■ HOW TO COMPLETE THIS TASK: Whenever the word "recomputed" turns up in a line of the data below, copy that line.

[Dataset excerpts]
----

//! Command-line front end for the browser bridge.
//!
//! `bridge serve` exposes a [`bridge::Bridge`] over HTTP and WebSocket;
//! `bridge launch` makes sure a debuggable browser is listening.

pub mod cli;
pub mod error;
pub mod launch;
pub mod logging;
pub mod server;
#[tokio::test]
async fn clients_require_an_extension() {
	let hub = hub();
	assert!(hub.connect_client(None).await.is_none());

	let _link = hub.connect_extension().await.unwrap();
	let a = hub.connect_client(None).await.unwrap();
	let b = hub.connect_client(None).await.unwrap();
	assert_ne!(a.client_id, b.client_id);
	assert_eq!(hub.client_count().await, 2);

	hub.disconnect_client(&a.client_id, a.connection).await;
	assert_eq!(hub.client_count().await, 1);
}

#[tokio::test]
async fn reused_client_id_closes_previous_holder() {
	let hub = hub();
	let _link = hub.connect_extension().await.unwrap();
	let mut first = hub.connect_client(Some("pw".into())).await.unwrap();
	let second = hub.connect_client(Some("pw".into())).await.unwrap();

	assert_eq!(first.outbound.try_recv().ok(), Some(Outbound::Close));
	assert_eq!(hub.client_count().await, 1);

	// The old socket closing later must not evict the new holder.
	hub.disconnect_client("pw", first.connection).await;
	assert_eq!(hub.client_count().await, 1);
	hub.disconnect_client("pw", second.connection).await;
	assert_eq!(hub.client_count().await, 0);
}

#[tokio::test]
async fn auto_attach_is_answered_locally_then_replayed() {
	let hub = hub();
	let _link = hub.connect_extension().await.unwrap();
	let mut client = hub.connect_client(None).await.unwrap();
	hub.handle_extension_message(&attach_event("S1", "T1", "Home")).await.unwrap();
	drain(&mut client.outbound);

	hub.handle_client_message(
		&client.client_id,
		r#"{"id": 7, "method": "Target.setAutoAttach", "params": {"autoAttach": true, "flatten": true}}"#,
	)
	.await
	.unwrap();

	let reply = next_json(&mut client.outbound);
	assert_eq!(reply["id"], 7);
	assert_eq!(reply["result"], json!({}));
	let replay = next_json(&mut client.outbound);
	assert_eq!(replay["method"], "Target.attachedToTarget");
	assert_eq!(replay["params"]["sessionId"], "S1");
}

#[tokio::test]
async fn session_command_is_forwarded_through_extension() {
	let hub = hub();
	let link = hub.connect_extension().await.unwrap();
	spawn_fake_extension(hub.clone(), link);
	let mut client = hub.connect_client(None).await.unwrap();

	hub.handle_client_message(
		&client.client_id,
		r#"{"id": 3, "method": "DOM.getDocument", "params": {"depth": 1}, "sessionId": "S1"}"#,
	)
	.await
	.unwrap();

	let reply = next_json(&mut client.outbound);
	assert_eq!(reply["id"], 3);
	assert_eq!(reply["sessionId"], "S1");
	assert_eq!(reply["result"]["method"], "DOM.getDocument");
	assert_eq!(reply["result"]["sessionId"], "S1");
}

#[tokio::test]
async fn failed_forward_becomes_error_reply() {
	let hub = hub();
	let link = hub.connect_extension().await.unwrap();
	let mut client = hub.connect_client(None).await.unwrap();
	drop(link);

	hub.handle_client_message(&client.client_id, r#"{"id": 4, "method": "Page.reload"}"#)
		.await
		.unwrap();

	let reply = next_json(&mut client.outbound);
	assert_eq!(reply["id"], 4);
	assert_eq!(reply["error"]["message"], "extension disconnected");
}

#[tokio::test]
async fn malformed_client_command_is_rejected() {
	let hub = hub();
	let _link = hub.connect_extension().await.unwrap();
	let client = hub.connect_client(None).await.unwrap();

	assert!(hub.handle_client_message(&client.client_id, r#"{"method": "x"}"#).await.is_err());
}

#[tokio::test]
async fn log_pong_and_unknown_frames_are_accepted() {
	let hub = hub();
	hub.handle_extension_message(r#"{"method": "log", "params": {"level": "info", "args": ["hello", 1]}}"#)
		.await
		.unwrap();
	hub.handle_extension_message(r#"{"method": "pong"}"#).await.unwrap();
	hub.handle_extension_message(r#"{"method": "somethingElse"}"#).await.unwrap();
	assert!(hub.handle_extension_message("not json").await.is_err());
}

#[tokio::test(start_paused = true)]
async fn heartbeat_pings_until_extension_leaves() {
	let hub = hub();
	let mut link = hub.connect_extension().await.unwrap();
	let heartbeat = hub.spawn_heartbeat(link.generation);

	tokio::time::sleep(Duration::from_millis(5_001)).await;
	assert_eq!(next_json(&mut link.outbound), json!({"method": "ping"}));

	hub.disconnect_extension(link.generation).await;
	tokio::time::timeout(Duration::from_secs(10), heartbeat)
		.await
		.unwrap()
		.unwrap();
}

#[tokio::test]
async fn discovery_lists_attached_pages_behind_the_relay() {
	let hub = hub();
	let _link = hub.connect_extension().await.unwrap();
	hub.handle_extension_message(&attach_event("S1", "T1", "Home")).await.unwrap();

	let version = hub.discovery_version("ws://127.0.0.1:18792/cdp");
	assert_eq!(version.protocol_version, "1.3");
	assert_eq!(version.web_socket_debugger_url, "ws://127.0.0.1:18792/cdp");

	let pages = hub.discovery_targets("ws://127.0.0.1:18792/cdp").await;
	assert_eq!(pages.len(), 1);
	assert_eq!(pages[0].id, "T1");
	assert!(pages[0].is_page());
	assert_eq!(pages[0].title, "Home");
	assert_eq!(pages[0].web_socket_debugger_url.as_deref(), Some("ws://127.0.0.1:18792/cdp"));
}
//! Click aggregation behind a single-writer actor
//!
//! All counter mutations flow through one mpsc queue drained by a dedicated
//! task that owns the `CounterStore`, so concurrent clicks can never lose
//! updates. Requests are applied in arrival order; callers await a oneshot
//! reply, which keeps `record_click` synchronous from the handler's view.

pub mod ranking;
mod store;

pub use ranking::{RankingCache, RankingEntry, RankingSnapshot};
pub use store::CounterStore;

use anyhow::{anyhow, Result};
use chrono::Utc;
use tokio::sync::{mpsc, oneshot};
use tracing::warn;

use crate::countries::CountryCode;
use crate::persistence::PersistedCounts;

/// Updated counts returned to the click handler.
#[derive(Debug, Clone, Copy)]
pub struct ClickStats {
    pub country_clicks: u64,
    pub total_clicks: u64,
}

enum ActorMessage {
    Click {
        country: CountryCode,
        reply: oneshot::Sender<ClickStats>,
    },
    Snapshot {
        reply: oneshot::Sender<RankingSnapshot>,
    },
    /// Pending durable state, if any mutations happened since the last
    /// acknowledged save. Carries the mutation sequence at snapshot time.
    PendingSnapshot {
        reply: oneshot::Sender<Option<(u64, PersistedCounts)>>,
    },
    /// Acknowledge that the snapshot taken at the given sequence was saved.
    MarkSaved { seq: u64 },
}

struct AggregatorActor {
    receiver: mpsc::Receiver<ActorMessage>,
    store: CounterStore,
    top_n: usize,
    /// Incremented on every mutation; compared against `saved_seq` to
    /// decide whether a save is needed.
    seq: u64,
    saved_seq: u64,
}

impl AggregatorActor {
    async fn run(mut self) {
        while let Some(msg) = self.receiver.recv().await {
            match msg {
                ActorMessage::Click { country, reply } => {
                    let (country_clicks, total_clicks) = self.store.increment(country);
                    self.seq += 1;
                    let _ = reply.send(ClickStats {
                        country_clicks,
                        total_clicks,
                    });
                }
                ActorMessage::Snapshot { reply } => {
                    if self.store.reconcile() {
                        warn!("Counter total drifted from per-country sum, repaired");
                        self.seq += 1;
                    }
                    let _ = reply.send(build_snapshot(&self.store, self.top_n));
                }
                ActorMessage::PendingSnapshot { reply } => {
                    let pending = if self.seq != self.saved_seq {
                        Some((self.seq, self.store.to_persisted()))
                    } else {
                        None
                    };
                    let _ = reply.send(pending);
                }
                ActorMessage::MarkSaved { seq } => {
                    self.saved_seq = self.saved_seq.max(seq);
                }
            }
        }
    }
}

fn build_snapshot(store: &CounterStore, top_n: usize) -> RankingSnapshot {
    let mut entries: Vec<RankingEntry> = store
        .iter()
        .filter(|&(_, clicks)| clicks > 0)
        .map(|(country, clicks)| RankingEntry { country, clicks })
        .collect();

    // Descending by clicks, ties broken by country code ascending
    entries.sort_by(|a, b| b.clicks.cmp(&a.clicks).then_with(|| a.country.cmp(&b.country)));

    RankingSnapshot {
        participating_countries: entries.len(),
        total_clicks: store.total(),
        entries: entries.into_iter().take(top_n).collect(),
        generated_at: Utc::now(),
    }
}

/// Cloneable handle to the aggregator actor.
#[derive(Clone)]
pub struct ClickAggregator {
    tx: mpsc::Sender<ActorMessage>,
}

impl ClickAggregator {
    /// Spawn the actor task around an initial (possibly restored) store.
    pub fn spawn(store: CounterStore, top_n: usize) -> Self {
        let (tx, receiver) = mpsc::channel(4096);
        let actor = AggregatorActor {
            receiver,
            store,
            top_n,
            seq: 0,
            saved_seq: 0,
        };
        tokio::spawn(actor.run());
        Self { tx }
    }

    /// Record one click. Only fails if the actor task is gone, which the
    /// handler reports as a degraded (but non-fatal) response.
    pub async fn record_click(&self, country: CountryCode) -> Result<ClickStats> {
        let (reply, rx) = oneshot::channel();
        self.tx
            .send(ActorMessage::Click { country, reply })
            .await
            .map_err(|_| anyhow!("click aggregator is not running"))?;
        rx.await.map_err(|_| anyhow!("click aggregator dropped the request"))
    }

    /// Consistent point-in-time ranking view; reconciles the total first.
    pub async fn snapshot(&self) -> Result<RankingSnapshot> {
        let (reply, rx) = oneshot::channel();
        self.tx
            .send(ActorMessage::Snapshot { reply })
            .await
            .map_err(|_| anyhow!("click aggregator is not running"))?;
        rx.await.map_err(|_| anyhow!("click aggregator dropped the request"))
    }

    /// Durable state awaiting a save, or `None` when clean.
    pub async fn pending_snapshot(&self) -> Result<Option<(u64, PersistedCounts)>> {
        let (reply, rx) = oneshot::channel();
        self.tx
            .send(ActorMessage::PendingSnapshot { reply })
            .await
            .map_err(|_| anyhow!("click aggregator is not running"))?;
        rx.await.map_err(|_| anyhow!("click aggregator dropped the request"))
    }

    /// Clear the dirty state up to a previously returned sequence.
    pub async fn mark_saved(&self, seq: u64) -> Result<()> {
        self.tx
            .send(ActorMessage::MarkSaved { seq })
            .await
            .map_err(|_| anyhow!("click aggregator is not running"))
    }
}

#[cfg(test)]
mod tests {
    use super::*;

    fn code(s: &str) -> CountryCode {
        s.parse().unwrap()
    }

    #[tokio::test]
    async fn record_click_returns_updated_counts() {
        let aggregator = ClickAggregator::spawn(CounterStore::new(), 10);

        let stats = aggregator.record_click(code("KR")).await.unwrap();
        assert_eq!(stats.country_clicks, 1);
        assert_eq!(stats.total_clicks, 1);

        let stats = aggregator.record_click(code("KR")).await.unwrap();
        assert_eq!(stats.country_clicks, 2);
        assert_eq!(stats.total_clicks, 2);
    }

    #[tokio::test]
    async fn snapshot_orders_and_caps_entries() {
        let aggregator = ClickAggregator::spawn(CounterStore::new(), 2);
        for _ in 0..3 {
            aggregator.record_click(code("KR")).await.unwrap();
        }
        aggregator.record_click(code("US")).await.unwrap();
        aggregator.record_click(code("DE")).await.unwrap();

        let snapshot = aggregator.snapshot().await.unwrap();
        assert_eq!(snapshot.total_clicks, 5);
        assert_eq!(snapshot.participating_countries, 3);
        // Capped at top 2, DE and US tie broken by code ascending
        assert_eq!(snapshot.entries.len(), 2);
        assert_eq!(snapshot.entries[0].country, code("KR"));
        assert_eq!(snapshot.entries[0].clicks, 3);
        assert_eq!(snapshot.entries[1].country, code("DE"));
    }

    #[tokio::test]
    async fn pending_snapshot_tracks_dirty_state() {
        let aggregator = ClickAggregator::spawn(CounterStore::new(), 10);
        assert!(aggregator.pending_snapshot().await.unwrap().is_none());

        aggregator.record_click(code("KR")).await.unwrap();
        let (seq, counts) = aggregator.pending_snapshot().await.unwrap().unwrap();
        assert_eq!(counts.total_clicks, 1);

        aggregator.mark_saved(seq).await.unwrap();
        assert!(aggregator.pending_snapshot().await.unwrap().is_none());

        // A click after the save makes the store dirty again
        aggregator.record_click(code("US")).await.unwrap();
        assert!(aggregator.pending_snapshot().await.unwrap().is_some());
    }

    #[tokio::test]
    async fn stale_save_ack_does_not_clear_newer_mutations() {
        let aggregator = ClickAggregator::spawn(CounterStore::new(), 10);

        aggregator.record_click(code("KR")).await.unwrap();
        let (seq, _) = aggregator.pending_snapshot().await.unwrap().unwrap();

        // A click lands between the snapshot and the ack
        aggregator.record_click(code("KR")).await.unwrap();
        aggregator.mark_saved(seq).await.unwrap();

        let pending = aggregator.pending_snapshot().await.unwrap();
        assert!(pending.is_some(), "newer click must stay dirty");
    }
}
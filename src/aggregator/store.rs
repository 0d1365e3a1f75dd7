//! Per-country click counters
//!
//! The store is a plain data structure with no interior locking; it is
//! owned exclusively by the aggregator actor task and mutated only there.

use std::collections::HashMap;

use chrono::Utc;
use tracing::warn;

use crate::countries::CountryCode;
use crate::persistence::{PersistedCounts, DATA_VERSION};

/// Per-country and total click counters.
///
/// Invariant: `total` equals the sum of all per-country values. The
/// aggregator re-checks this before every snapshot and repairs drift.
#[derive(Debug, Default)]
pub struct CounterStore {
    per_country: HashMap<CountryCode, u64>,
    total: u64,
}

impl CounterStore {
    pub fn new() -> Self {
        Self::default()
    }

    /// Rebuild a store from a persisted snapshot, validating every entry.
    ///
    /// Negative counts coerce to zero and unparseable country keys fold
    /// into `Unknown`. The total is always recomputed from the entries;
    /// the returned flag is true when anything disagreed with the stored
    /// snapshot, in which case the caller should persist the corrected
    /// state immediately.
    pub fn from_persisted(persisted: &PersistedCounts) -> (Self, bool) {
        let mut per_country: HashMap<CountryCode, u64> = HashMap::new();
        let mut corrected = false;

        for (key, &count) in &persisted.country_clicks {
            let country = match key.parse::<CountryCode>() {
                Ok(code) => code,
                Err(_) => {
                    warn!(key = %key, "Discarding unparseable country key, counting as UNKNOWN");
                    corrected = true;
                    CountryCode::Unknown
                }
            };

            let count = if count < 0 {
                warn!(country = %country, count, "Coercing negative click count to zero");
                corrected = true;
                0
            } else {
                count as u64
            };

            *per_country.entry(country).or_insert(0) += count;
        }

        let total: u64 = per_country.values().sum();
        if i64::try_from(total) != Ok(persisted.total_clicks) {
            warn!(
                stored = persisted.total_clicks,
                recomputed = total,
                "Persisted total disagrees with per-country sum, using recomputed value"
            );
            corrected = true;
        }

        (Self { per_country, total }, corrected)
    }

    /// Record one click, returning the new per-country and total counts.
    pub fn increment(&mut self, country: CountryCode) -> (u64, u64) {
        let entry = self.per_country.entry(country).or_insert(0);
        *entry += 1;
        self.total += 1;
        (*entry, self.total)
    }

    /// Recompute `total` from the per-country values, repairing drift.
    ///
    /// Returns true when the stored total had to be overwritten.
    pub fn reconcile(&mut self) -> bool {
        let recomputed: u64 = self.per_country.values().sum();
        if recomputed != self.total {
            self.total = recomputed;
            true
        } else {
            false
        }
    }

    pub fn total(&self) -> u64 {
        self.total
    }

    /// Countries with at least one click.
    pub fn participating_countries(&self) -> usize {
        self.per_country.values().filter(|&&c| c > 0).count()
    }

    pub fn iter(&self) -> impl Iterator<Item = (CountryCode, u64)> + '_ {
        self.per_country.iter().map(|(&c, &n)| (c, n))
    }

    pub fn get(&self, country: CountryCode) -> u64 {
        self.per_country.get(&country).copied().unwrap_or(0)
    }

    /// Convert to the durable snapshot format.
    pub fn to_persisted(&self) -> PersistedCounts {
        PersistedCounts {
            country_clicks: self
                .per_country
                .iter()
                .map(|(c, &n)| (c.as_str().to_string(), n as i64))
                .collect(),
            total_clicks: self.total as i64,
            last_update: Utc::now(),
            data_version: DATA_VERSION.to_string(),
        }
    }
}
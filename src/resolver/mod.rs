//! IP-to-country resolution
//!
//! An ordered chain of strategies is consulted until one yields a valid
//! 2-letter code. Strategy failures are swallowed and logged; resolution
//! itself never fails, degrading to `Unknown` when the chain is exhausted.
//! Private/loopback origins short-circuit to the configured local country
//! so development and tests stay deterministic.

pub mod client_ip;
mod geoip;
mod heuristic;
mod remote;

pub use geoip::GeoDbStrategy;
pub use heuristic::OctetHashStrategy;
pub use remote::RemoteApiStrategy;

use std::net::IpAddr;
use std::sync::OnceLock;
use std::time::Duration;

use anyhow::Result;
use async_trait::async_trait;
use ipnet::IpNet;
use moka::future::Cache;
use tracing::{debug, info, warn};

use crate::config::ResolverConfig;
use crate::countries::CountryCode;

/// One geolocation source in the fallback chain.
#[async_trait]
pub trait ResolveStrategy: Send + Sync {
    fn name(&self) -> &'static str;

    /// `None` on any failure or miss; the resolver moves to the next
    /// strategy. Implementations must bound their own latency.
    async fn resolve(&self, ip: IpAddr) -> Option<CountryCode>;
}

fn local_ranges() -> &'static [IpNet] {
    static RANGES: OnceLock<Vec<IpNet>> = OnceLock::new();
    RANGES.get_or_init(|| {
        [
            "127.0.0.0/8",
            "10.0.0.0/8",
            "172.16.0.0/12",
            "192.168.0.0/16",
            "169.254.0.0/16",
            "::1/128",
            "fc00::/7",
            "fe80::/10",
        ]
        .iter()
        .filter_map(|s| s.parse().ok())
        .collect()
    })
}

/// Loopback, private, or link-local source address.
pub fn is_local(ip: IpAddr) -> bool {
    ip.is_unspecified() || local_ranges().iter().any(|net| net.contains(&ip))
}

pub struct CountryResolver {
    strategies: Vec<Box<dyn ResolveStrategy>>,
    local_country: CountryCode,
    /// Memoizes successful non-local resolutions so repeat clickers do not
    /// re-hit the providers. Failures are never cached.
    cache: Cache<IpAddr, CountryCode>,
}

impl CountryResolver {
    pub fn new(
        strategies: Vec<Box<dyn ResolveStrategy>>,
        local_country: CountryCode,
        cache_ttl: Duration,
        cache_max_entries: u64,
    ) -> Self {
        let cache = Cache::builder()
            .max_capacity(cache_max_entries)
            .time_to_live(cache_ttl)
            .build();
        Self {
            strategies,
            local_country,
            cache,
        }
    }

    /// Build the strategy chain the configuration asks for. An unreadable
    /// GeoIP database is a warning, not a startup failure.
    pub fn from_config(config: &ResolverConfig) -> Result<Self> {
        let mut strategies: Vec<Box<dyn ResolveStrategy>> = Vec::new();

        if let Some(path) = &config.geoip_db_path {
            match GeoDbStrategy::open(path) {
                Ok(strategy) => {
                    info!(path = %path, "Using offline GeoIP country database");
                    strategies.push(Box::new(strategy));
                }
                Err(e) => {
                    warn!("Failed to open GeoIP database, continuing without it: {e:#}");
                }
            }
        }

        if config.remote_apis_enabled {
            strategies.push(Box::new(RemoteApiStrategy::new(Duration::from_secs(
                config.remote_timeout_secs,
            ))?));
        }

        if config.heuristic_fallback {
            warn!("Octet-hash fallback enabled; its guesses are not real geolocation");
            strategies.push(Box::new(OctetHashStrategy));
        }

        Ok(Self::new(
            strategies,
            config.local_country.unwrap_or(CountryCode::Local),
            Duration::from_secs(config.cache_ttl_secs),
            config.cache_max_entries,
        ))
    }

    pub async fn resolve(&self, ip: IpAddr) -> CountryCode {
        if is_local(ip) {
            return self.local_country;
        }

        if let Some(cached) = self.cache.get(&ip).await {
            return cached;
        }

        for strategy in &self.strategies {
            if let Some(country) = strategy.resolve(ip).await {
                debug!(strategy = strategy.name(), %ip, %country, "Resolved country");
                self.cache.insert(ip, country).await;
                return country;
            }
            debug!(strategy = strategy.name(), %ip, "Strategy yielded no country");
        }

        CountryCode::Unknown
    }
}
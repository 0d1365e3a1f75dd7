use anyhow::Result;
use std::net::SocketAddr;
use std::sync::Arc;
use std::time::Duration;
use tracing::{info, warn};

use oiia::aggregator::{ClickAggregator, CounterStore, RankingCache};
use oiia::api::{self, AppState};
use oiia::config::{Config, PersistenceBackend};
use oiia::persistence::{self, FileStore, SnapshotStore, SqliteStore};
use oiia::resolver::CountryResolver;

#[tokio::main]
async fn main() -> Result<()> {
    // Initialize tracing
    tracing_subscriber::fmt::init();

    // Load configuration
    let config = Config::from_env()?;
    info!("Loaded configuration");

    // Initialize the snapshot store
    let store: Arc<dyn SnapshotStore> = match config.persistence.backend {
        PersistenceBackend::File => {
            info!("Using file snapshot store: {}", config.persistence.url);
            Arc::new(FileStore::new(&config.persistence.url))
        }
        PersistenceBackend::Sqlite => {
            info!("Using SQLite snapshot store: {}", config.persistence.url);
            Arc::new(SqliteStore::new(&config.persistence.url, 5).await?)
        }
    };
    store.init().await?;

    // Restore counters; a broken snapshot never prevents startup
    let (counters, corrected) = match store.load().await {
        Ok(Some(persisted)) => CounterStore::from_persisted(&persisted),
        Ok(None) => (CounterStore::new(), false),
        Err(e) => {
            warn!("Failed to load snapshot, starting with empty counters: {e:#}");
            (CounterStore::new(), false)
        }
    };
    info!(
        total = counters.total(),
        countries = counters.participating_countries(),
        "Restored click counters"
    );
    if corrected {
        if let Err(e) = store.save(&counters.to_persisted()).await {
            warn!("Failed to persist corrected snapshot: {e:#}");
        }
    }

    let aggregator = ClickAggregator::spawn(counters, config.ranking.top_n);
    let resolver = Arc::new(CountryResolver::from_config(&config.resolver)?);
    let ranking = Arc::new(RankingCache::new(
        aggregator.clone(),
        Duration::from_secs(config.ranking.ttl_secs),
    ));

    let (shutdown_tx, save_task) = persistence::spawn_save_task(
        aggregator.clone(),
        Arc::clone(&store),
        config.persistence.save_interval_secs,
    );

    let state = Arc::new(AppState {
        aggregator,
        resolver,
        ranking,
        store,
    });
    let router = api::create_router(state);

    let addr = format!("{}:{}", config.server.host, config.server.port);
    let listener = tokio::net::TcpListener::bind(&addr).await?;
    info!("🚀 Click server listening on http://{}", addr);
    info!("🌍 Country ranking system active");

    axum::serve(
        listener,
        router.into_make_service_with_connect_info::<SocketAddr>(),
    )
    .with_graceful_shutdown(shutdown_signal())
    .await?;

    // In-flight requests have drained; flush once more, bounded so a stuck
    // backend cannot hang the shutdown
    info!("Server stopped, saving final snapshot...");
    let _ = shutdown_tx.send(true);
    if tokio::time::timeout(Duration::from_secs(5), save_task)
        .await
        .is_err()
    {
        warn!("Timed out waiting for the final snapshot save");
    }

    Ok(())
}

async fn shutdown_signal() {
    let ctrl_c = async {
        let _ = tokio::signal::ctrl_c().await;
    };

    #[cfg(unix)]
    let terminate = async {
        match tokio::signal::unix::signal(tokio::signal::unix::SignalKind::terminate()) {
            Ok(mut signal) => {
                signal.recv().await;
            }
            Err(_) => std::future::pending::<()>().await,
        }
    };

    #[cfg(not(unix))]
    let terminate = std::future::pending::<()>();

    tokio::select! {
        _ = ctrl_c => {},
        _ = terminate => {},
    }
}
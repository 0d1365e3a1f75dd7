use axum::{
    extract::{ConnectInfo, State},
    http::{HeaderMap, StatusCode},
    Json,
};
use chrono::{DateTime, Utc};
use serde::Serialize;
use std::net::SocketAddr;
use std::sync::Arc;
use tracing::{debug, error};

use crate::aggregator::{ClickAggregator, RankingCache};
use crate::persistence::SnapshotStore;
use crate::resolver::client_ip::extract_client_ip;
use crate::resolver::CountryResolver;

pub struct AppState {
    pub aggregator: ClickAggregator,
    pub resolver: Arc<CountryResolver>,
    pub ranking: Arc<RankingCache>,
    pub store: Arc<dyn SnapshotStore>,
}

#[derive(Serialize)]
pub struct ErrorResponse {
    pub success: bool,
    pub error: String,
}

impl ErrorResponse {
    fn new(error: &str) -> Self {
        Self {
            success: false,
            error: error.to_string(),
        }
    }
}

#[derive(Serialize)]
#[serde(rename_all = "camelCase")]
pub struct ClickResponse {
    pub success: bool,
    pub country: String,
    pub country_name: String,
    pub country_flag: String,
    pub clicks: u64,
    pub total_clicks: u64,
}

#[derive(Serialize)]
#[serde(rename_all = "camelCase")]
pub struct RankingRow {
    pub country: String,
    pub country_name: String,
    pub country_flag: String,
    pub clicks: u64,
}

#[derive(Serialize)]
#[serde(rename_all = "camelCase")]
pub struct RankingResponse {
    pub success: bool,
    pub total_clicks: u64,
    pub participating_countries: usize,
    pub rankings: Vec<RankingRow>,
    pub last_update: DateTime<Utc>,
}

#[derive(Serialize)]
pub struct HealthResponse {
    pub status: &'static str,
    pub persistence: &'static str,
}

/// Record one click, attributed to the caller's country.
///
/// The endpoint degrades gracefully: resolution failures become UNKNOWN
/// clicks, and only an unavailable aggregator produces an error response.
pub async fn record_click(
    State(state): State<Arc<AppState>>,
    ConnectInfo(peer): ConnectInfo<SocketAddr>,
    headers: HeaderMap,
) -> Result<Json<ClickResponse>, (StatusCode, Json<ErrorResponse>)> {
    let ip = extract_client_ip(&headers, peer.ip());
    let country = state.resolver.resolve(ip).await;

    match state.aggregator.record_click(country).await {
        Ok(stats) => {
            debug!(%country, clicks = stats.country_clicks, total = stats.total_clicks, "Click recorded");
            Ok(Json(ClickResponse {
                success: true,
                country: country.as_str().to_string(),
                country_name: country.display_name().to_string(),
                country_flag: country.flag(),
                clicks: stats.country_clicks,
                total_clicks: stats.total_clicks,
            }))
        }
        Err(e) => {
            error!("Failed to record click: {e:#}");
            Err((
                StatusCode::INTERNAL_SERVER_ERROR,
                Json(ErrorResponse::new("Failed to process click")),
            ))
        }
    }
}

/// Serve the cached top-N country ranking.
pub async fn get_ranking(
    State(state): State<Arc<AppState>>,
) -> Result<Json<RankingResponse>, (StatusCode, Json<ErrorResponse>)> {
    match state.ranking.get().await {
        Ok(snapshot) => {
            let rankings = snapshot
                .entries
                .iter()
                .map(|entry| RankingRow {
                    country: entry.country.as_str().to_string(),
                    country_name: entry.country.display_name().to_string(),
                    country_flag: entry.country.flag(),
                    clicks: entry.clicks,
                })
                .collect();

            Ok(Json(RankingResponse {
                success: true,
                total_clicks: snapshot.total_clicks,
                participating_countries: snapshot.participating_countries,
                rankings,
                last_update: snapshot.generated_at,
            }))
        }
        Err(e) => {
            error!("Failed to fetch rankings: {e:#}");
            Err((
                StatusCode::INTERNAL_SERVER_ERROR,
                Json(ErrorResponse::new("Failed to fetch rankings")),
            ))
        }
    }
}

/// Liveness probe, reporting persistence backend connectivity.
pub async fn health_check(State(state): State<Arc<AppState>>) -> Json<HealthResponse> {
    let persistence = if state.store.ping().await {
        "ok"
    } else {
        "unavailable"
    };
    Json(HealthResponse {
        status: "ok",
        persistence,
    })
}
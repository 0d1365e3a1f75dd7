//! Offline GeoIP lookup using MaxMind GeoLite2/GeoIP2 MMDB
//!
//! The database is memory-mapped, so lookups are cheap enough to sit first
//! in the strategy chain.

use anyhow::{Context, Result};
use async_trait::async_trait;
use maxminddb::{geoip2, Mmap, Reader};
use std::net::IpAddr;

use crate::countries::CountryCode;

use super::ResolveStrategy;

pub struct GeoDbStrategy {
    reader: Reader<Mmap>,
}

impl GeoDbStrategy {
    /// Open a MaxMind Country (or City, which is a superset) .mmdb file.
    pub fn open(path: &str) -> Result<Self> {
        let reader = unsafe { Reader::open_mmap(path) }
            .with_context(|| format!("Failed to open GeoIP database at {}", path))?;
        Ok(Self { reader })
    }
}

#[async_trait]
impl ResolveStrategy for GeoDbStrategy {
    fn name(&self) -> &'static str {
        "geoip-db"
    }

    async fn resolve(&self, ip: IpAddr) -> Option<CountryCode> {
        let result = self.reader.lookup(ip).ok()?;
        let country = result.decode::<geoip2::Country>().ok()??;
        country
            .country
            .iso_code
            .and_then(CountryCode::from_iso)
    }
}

----

■ SOLUTION TO THIS EXERCISE:
    /// into `Unknown`. The total is always recomputed from the entries;
                recomputed = total,
                "Persisted total disagrees with per-country sum, using recomputed value"
        let recomputed: u64 = self.per_country.values().sum();
        if recomputed != self.total {
            self.total = recomputed;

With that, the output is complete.